«En aquel tiempo, Jesús vio a un publicano llamado Leví, sentado al mostrador de los impuestos, y le dijo: “Sígueme”. Él, dejándolo todo, se levantó y lo siguió. Leví ofreció en su honor un gran banquete en su casa, y estaban a la mesa con ellos un gran número de publicanos y otros. Los fariseos y los escribas dijeron a sus discípulos, criticándolo: “¿Cómo es que coméis y bebéis con publicanos y pecadores?”. Jesús les replicó: “No necesitan médico los sanos, sino los enfermos. No he venido a llamar a los justos, sino a los pecadores a que se conviertan”». (Lc 5,27-32)
Leví, publicano, odiado por el pueblo al que extorsionaba como recaudador de impuestos, enriquecido con sus abusos, inmisericorde con sus hermanos, no es muy diferente a muchas personas de hoy que también viven para hacer dinero, caiga quien caiga, sin que lo demás importe demasiado. Ahí están los mil y un ejemplos de corrupción destapados en los últimos tiempos en apoyo de esta similitud.
La aparente felicidad que podía darle a Leví su desahogada situación —seguramente envidiada por muchos de sus contemporáneos— no era suficiente para llenar el vacío existencial en el que debía de tenerle su carencia de amor. Posiblemente se sintiera incapaz para salir de su mezquina realidad. Estaría resignado ante el desprecio de los demás, pero con un odio cada día mayor hacia todos sus compatriotas, que trataba de satisfacer con sus abusos y robos impunes, ya que los romanos lo apoyaban.
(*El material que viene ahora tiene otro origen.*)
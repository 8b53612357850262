//! Known-key working set for the paginated feeds
//!
//! The remote feeds offer no resumption cursor, so a sync run walks pages
//! from index 0 and relies on the keys it already holds to decide which
//! records are new and when to stop. `KnownKeys` is seeded from the store and
//! grows as pages are scanned, which also catches duplicates that shift across
//! page boundaries within one run.

use std::collections::HashSet;
use std::hash::Hash;

/// Outcome of scanning one page against the known-key set
#[derive(Debug, Clone, PartialEq)]
pub struct PageScan<T> {
    /// Records whose key was not known before this page, in page order
    pub new_records: Vec<T>,
    /// Number of records the page contained
    pub page_len: usize,
    /// Every record on a non-empty page was already known
    pub all_known: bool,
}

impl<T> PageScan<T> {
    /// Whether the paginated loop should fetch the next page
    ///
    /// # Arguments
    ///
    /// * `page_size` - The page size the page was requested with
    ///
    /// # Returns
    ///
    /// `false` when the feed is exhausted (short or empty page) or when the
    /// run has caught up with previously synced history.
    pub fn should_continue(&self, page_size: usize) -> bool {
        self.page_len > 0 && self.page_len >= page_size && !self.all_known
    }
}

/// In-memory set of keys already persisted or seen during this run
#[derive(Debug, Clone, Default)]
pub struct KnownKeys<K> {
    keys: HashSet<K>,
}

impl<K: Eq + Hash> KnownKeys<K> {
    /// Seed the working set from the keys the store already holds
    pub fn new(keys: HashSet<K>) -> Self {
        Self { keys }
    }

    pub fn contains(&self, key: &K) -> bool {
        self.keys.contains(key)
    }

    pub fn len(&self) -> usize {
        self.keys.len()
    }

    pub fn is_empty(&self) -> bool {
        self.keys.is_empty()
    }

    /// Split a page into unseen records and mark every key on it as known
    ///
    /// # Arguments
    ///
    /// * `page` - Records exactly as the feed returned them
    /// * `key_of` - Extracts the dedup key of a record
    ///
    /// # Returns
    ///
    /// A [`PageScan`] with the new records in page order. A key repeated
    /// within the page is only returned once.
    pub fn scan<T, F>(&mut self, page: Vec<T>, key_of: F) -> PageScan<T>
    where
        F: Fn(&T) -> K,
    {
        let page_len = page.len();
        let mut new_records = Vec::new();

        for record in page {
            // insert returns false when the key was already present
            if self.keys.insert(key_of(&record)) {
                new_records.push(record);
            }
        }

        PageScan {
            all_known: page_len > 0 && new_records.is_empty(),
            new_records,
            page_len,
        }
    }
}
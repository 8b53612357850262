//! Error types for the sync engine
//!
//! This module defines all error types that can occur while synchronizing and
//! reconciling transaction history. Errors carry the operation and identifiers
//! needed to report a failure with product context.
//!
//! # Error Categories
//!
//! - **Feed Errors**: a remote read or detail lookup failed
//! - **Store Errors**: a statement or transaction against the local store failed
//! - **Data Errors**: unknown product types, unencodable detail payloads
//! - **Configuration Errors**: malformed or unreadable configuration

use thiserror::Error;

/// Main error type for the sync engine
///
/// Variants hold owned strings rather than source errors so that the type
/// stays `Clone + PartialEq` and can be collected into per-product reports.
#[derive(Debug, Clone, PartialEq, Error)]
pub enum SyncError {
    /// A feed adapter call failed
    ///
    /// Aborts the current product's sync; other products are unaffected.
    #[error("Feed request '{operation}' failed: {message}")]
    Feed {
        /// Feed operation that failed (e.g. "linked account page 3")
        operation: String,
        /// Description of the failure
        message: String,
    },

    /// A store statement or transaction failed
    ///
    /// Insert batches are all-or-nothing, so nothing from the failing batch
    /// is persisted.
    #[error("Store error during {operation}: {message}")]
    Store {
        /// Store operation that failed
        operation: String,
        /// Description of the failure
        message: String,
    },

    /// A detail lookup for one transaction failed
    ///
    /// Aborts the enrichment batch it belongs to.
    #[error("Detail lookup failed for transaction {id}: {message}")]
    DetailLookup {
        /// Transaction id whose lookup failed
        id: String,
        /// Description of the failure
        message: String,
    },

    /// A detail payload could not be serialized for persistence
    #[error("Failed to encode details for transaction {id}: {message}")]
    Encode {
        /// Transaction id whose payload failed to encode
        id: String,
        /// Description of the failure
        message: String,
    },

    /// Unknown product type string
    #[error("Invalid product type '{value}'")]
    InvalidProductType {
        /// The unrecognized value
        value: String,
    },

    /// Configuration could not be read or parsed
    #[error("Invalid configuration: {message}")]
    InvalidConfig {
        /// Description of the problem
        message: String,
    },

    /// Failure of a single product's sync, reported at the run boundary
    #[error("Sync of product {product} failed: {source}")]
    ProductSync {
        /// Product whose sync failed
        product: String,
        /// Underlying failure
        source: Box<SyncError>,
    },
}

// Helper functions for creating common errors

impl SyncError {
    /// Create a Feed error
    pub fn feed(operation: &str, message: &str) -> Self {
        SyncError::Feed {
            operation: operation.to_string(),
            message: message.to_string(),
        }
    }

    /// Create a Store error from any displayable cause
    pub fn store(operation: &str, cause: impl std::fmt::Display) -> Self {
        SyncError::Store {
            operation: operation.to_string(),
            message: cause.to_string(),
        }
    }

    /// Create a DetailLookup error
    pub fn detail_lookup(id: &str, message: &str) -> Self {
        SyncError::DetailLookup {
            id: id.to_string(),
            message: message.to_string(),
        }
    }

    /// Create an Encode error
    pub fn encode(id: &str, message: &str) -> Self {
        SyncError::Encode {
            id: id.to_string(),
            message: message.to_string(),
        }
    }

    /// Create an InvalidProductType error
    pub fn invalid_product_type(value: &str) -> Self {
        SyncError::InvalidProductType {
            value: value.to_string(),
        }
    }

    /// Create an InvalidConfig error
    pub fn invalid_config(message: impl std::fmt::Display) -> Self {
        SyncError::InvalidConfig {
            message: message.to_string(),
        }
    }

    /// Wrap an error with the product it occurred in
    pub fn product_sync(product: &str, source: SyncError) -> Self {
        SyncError::ProductSync {
            product: product.to_string(),
            source: Box::new(source),
        }
    }
}
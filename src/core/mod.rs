//! Core sync and reconciliation module
//!
//! This module contains the core components:
//! - `traits` - The feed adapter and store seams
//! - `transaction_store` - SQLite implementation of the store
//! - `pagination` - Known-key working set shared by the paginated feeds
//! - `engine` - Per-product sync orchestration
//! - `enrichment` - Bounded-concurrency detail lookups with batch write-back
//! - `reconcile` - Card / linked-account merge and the combined view

pub mod engine;
pub mod enrichment;
pub mod pagination;
pub mod reconcile;
pub mod traits;
pub mod transaction_store;

pub use engine::{EnrichmentOutcome, LinkedAccountSync, ProductSyncReport, SyncEngine, SyncSummary};
pub use enrichment::EnrichmentFetcher;
pub use pagination::{KnownKeys, PageScan};
pub use reconcile::{
    paginate, sort_by_operation_date, CombinedTransaction, CombinedView, Reconciler,
    TransactionSource,
};
pub use traits::{TransactionFamily, TransactionFeed, TransactionStore, ViewOptions};
pub use transaction_store::SqliteTransactionStore;
impl TransactionStore for SqliteTransactionStore {
    fn upsert_products(&self, products: &[Product]) -> Result<(), SyncError> {
        let synced_at = now_epoch_seconds();
        let mut conn = self.lock()?;
        let tx = conn
            .transaction()
            .map_err(|e| SyncError::store("begin upsert products", e))?;
        {
            let mut stmt = tx
                .prepare(
                    "INSERT INTO products (
                        id, product_type, name, account_id, currency, order_index, synced_at
                     ) VALUES (?1, ?2, ?3, ?4, ?5, ?6, ?7)
                     ON CONFLICT(id) DO UPDATE SET
                        product_type = excluded.product_type,
                        name = excluded.name,
                        account_id = excluded.account_id,
                        currency = excluded.currency,
                        order_index = excluded.order_index,
                        synced_at = excluded.synced_at",
                )
                .map_err(|e| SyncError::store("prepare upsert products", e))?;

            for (index, product) in products.iter().enumerate() {
                stmt.execute(params![
                    product.id,
                    product.product_type.as_str(),
                    product.name,
                    product.linked_account_id,
                    product.currency,
                    index as i64,
                    synced_at,
                ])
                .map_err(|e| SyncError::store(&format!("upsert product {}", product.id), e))?;
            }
        }
        tx.commit()
            .map_err(|e| SyncError::store("commit upsert products", e))
    }

    fn products(&self) -> Result<Vec<Product>, SyncError> {
        let conn = self.lock()?;
        let mut stmt = conn
            .prepare(
                "SELECT id, product_type, name, account_id, currency
                 FROM products ORDER BY order_index, id",
            )
            .map_err(|e| SyncError::store("prepare products", e))?;

        let rows = stmt
            .query_map([], |row| {
                Ok((
                    row.get::<_, String>(0)?,
                    row.get::<_, String>(1)?,
                    row.get::<_, String>(2)?,
                    row.get::<_, Option<String>>(3)?,
                    row.get::<_, String>(4)?,
                ))
            })
            .map_err(|e| SyncError::store("query products", e))?
            .collect::<Result<Vec<_>, _>>()
            .map_err(|e| SyncError::store("read products", e))?;

        rows.into_iter()
            .map(|(id, product_type, name, linked_account_id, currency)| {
                Ok(Product {
                    id,
                    product_type: ProductType::from_str(&product_type)?,
                    name,
                    linked_account_id,
                    currency,
                })
            })
            .collect()
    }

    fn existing_keys(
        &self,
        family: TransactionFamily,
        product_id: &str,
    ) -> Result<HashSet<TxnKey>, SyncError> {
        let conn = self.lock()?;
        let mut stmt = conn
            .prepare(&format!(
                "SELECT id, operation_date FROM {} WHERE product_id = ?1",
                family.table()
            ))
            .map_err(|e| SyncError::store("prepare existing keys", e))?;

        let keys = stmt
            .query_map(params![product_id], |row| {
                Ok(TxnKey::new(row.get::<_, String>(0)?, row.get::<_, String>(1)?))
            })
            .map_err(|e| SyncError::store("query existing keys", e))?
            .collect::<Result<HashSet<_>, _>>()
            .map_err(|e| SyncError::store("read existing keys", e))?;
        Ok(keys)
    }

    fn existing_account_ids(&self, product_id: &str) -> Result<HashSet<String>, SyncError> {
        let conn = self.lock()?;
        let mut stmt = conn
            .prepare("SELECT id FROM account_transactions WHERE product_id = ?1")
            .map_err(|e| SyncError::store("prepare existing ids", e))?;

        let ids = stmt
            .query_map(params![product_id], |row| row.get::<_, String>(0))
            .map_err(|e| SyncError::store("query existing ids", e))?
            .collect::<Result<HashSet<_>, _>>()
            .map_err(|e| SyncError::store("read existing ids", e))?;
        Ok(ids)
    }

    fn insert_transactions(
        &self,
        family: TransactionFamily,
        product_id: &str,
        records: &[TransactionRecord],
    ) -> Result<usize, SyncError> {
        let synced_at = now_epoch_seconds();
        let mut conn = self.lock()?;
        let tx = conn
            .transaction()
            .map_err(|e| SyncError::store("begin insert", e))?;

        let mut inserted = 0;
        {
            let mut stmt = tx
                .prepare(&format!(
                    "INSERT INTO {} (
                        product_id, {}, synced_at
                     ) VALUES (?1, ?2, ?3, ?4, ?5, ?6, ?7, ?8, ?9, ?10, ?11, ?12, ?13, ?14, ?15, ?16)
                     ON CONFLICT(product_id, id, operation_date) DO NOTHING",
                    family.table(),
                    BASE_COLUMNS
                ))
                .map_err(|e| SyncError::store("prepare insert", e))?;

            for record in records {
                inserted += stmt
                    .execute(params![
                        product_id,
                        record.id,
                        record.transaction_type,
                        record.accounting_type,
                        record.state,
                        record.amount.currency,
                        record.amount.value.to_string(),
                        record.correspondent_account_number,
                        record.correspondent_account_name,
                        record.details,
                        record.operation_date,
                        record.workflow_code,
                        record.date,
                        record.year,
                        record.month,
                        synced_at,
                    ])
                    .map_err(|e| {
                        SyncError::store(&format!("insert transaction {}", record.key()), e)
                    })?;
            }
        }

        // Dropping `tx` on any error above rolls the batch back
        tx.commit()
            .map_err(|e| SyncError::store("commit insert", e))?;
        Ok(inserted)
    }

    fn insert_account_transactions(
        &self,
        product_id: &str,
        records: &[AccountTransactionRecord],
    ) -> Result<usize, SyncError> {
        let synced_at = now_epoch_seconds();
        let mut conn = self.lock()?;
        let tx = conn
            .transaction()
            .map_err(|e| SyncError::store("begin insert", e))?;

        let mut inserted = 0;
        {
            let mut stmt = tx
                .prepare(&format!(
                    "INSERT INTO account_transactions (
                        product_id, {}, synced_at
                     ) VALUES (?1, ?2, ?3, ?4, ?5, ?6, ?7, ?8, ?9, ?10, ?11, ?12, ?13, ?14,
                               ?15, ?16, ?17, ?18, ?19, ?20, ?21, ?22, ?23, ?24, ?25)
                     ON CONFLICT(product_id, id) DO NOTHING",
                    ACCOUNT_COLUMNS
                ))
                .map_err(|e| SyncError::store("prepare insert", e))?;

            for record in records {
                inserted += stmt
                    .execute(params![
                        product_id,
                        record.id,
                        record.transaction_id,
                        record.operation_id,
                        record.status,
                        record.transaction_type,
                        record.workflow_code,
                        record.flow_direction.as_str(),
                        record.transaction_date,
                        record.settled_date,
                        record.date,
                        record.month,
                        record.year,
                        record.debit_account_number,
                        record.credit_account_number,
                        record.beneficiary_name,
                        record.details,
                        record.source_system,
                        record.transaction_amount.currency,
                        record.transaction_amount.value.to_string(),
                        record.settled_amount.currency,
                        record.settled_amount.value.to_string(),
                        record.domestic_amount.currency,
                        record.domestic_amount.value.to_string(),
                        synced_at,
                    ])
                    .map_err(|e| {
                        SyncError::store(&format!("insert account transaction {}", record.id), e)
                    })?;
            }
        }

        tx.commit()
            .map_err(|e| SyncError::store("commit insert", e))?;
        Ok(inserted)
    }

    fn update_extended_info(
        &self,
        product_id: &str,
        key: &TxnKey,
        info: &ExtendedInfo,
    ) -> Result<(), SyncError> {
        let conn = self.lock()?;
        let updated = apply_extended_info(&conn, product_id, key, info)?;
        if updated == 0 {
            return Err(SyncError::store(
                "update extended info",
                format!("no unenriched linked transaction {} for {}", key, product_id),
            ));
        }
        Ok(())
    }

    fn update_extended_info_batch(
        &self,
        product_id: &str,
        entries: &[(TxnKey, ExtendedInfo)],
    ) -> Result<usize, SyncError> {
        let mut conn = self.lock()?;
        let tx = conn
            .transaction()
            .map_err(|e| SyncError::store("begin extended info batch", e))?;

        let mut updated = 0;
        for (key, info) in entries {
            updated += apply_extended_info(&tx, product_id, key, info)?;
        }

        tx.commit()
            .map_err(|e| SyncError::store("commit extended info batch", e))?;
        Ok(updated)
    }

    fn records_needing_enrichment(&self, product_id: &str) -> Result<Vec<TxnKey>, SyncError> {
        let conn = self.lock()?;
        let mut stmt = conn
            .prepare(
                "SELECT id, operation_date FROM linked_account_transactions
                 WHERE product_id = ?1 AND extended_fetched = 0
                 ORDER BY operation_date, id",
            )
            .map_err(|e| SyncError::store("prepare needing enrichment", e))?;

        let keys = stmt
            .query_map(params![product_id], |row| {
                Ok(TxnKey::new(row.get::<_, String>(0)?, row.get::<_, String>(1)?))
            })
            .map_err(|e| SyncError::store("query needing enrichment", e))?
            .collect::<Result<Vec<_>, _>>()
            .map_err(|e| SyncError::store("read needing enrichment", e))?;
        Ok(keys)
    }

    fn transactions(
        &self,
        family: TransactionFamily,
        product_id: &str,
        options: ViewOptions,
    ) -> Result<Vec<TransactionRecord>, SyncError> {
        // Only the linked-account table has extended columns
        let include_extended =
            options.include_extended && family == TransactionFamily::LinkedAccount;
        let order = if options.ascending { "ASC" } else { "DESC" };
        // SQLite treats a negative LIMIT as unbounded
        let (limit, offset) = if options.page_size == 0 {
            (-1, 0)
        } else {
            (
                i64::try_from(options.page_size).unwrap_or(i64::MAX),
                i64::try_from(options.page.saturating_mul(options.page_size)).unwrap_or(i64::MAX),
            )
        };
        let columns = if include_extended {
            format!("{}, {}", BASE_COLUMNS, EXTENDED_COLUMNS)
        } else {
            BASE_COLUMNS.to_string()
        };

        let conn = self.lock()?;
        let mut stmt = conn
            .prepare(&format!(
                "SELECT {} FROM {} WHERE product_id = ?1
                 ORDER BY operation_date {}, id
                 LIMIT ?2 OFFSET ?3",
                columns,
                family.table(),
                order
            ))
            .map_err(|e| SyncError::store("prepare transactions", e))?;

        let raw = stmt
            .query_map(params![product_id, limit, offset], |row| {
                read_transaction_row(row, include_extended)
            })
            .map_err(|e| SyncError::store("query transactions", e))?
            .collect::<Result<Vec<_>, _>>()
            .map_err(|e| SyncError::store("read transactions", e))?;

        raw.into_iter()
            .map(|RawTransaction { mut record, amount_value }| {
                record.amount.value = parse_decimal(&amount_value)?;
                Ok(record)
            })
            .collect()
    }

    fn account_transactions(
        &self,
        product_id: &str,
        ascending: bool,
    ) -> Result<Vec<AccountTransactionRecord>, SyncError> {
        let order = if ascending { "ASC" } else { "DESC" };
        let conn = self.lock()?;
        let mut stmt = conn
            .prepare(&format!(
                "SELECT {} FROM account_transactions WHERE product_id = ?1
                 ORDER BY transaction_date {}, id",
                ACCOUNT_COLUMNS, order
            ))
            .map_err(|e| SyncError::store("prepare account transactions", e))?;

        let raw = stmt
            .query_map(params![product_id], read_account_row)
            .map_err(|e| SyncError::store("query account transactions", e))?
            .collect::<Result<Vec<_>, _>>()
            .map_err(|e| SyncError::store("read account transactions", e))?;

        raw.into_iter().map(decode_account).collect()
    }

    fn count_transactions(
        &self,
        family: TransactionFamily,
        product_id: &str,
    ) -> Result<usize, SyncError> {
        let conn = self.lock()?;
        count(
            &conn,
            &format!("SELECT COUNT(*) FROM {} WHERE product_id = ?1", family.table()),
            product_id,
        )
    }

    fn count_account_transactions(&self, product_id: &str) -> Result<usize, SyncError> {
        let conn = self.lock()?;
        count(
            &conn,
            "SELECT COUNT(*) FROM account_transactions WHERE product_id = ?1",
            product_id,
        )
    }
}
//! Types module
//!
//! Contains core data structures used throughout the application.
//! This module organizes types into logical submodules:
//! - `product`: Cards and accounts
//! - `transaction`: Feed records, composite keys and enrichment payloads
//! - `error`: Error types for the sync engine

pub mod error;
pub mod product;
pub mod transaction;

pub use error::SyncError;
pub use product::{Product, ProductType};
pub use transaction::{
    AccountPage, AccountTransactionRecord, AdditionalInfo, Amount, Enrichment, ExtendedInfo,
    FlowDirection, TransactionDetail, TransactionKind, TransactionRecord, TxnKey,
};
En esta situación, asqueado, insatisfecho, odiado y odiando, volcado en el mal, sin solución posible, es cuando le basta cruzar una mirada con Jesucristo y oír una palabra: “Sígueme”, para que su vida cambie totalmente.
La ternura, el amor y el conocimiento de su persona reflejado en los ojos del Mesías hubieron de desarmarlo, desconcertarlo y llenarlo de un gozo como jamás había experimentado. La seguridad de la voz que lo llamaba y la fuerza y autoridad con que fue invitado a entrar en la compañía de aquel personaje, colmarían sus expectativas hasta el punto de abandonar todo instantáneamente para no perder ni un instante de estar en compañía de aquel ser inimaginable.
Es de notar la fuerza de la llamada de Jesucristo que, de repente, hace irrelevantes todas las cosas, los bienes, las seguridades, los afectos y cuanto se pueda apetecer desde un punto de vista mundano. La fascinación, el amor, la paz y el verdadero bienestar que se siente con el Amado, induce a dejarlo todo por Él, sin necesidad de volver la vista atrás. Este abandono en las manos de Dios es un delicioso anticipo de lo que ha de ser la Vida Eterna.
También conviene fijarse en que no han de faltar ciegos mezquinos que se escandalicen de la elección hecha por Jesucristo. No son los llamados los que se creen perfectos, sino los que se saben pecadores. La altanería y el orgullo de quienes en el fondo de su corazón desprecian a los débiles, incultos, pecadores y, por eso mismo, están incapacitados para amarlos, les impide entrar en la verdad, en el reino del amor, de la fraternidad. Es decir, cuantos se consideran superiores, se auto-incapacitan para conocerse a sí mismos, humillarse y adquirir un corazón capaz de tener misericordia.
Se puede ser cristiano, consagrado e incluso una alta jerarquía de la Iglesia; si no se tiene amor, si todo es autosuficiencia, exigencia y sentimiento de superioridad, Dios no está por esa persona. Dios, sin dejar de amarla, la pospondrá a otra que se humille, pues de no hacerlo así, el arrogante, empecinado cada día más en su error, se perdería sin remisión. Y Dios quiere que todos nos salvemos. Por eso dio su vida Jesucristo.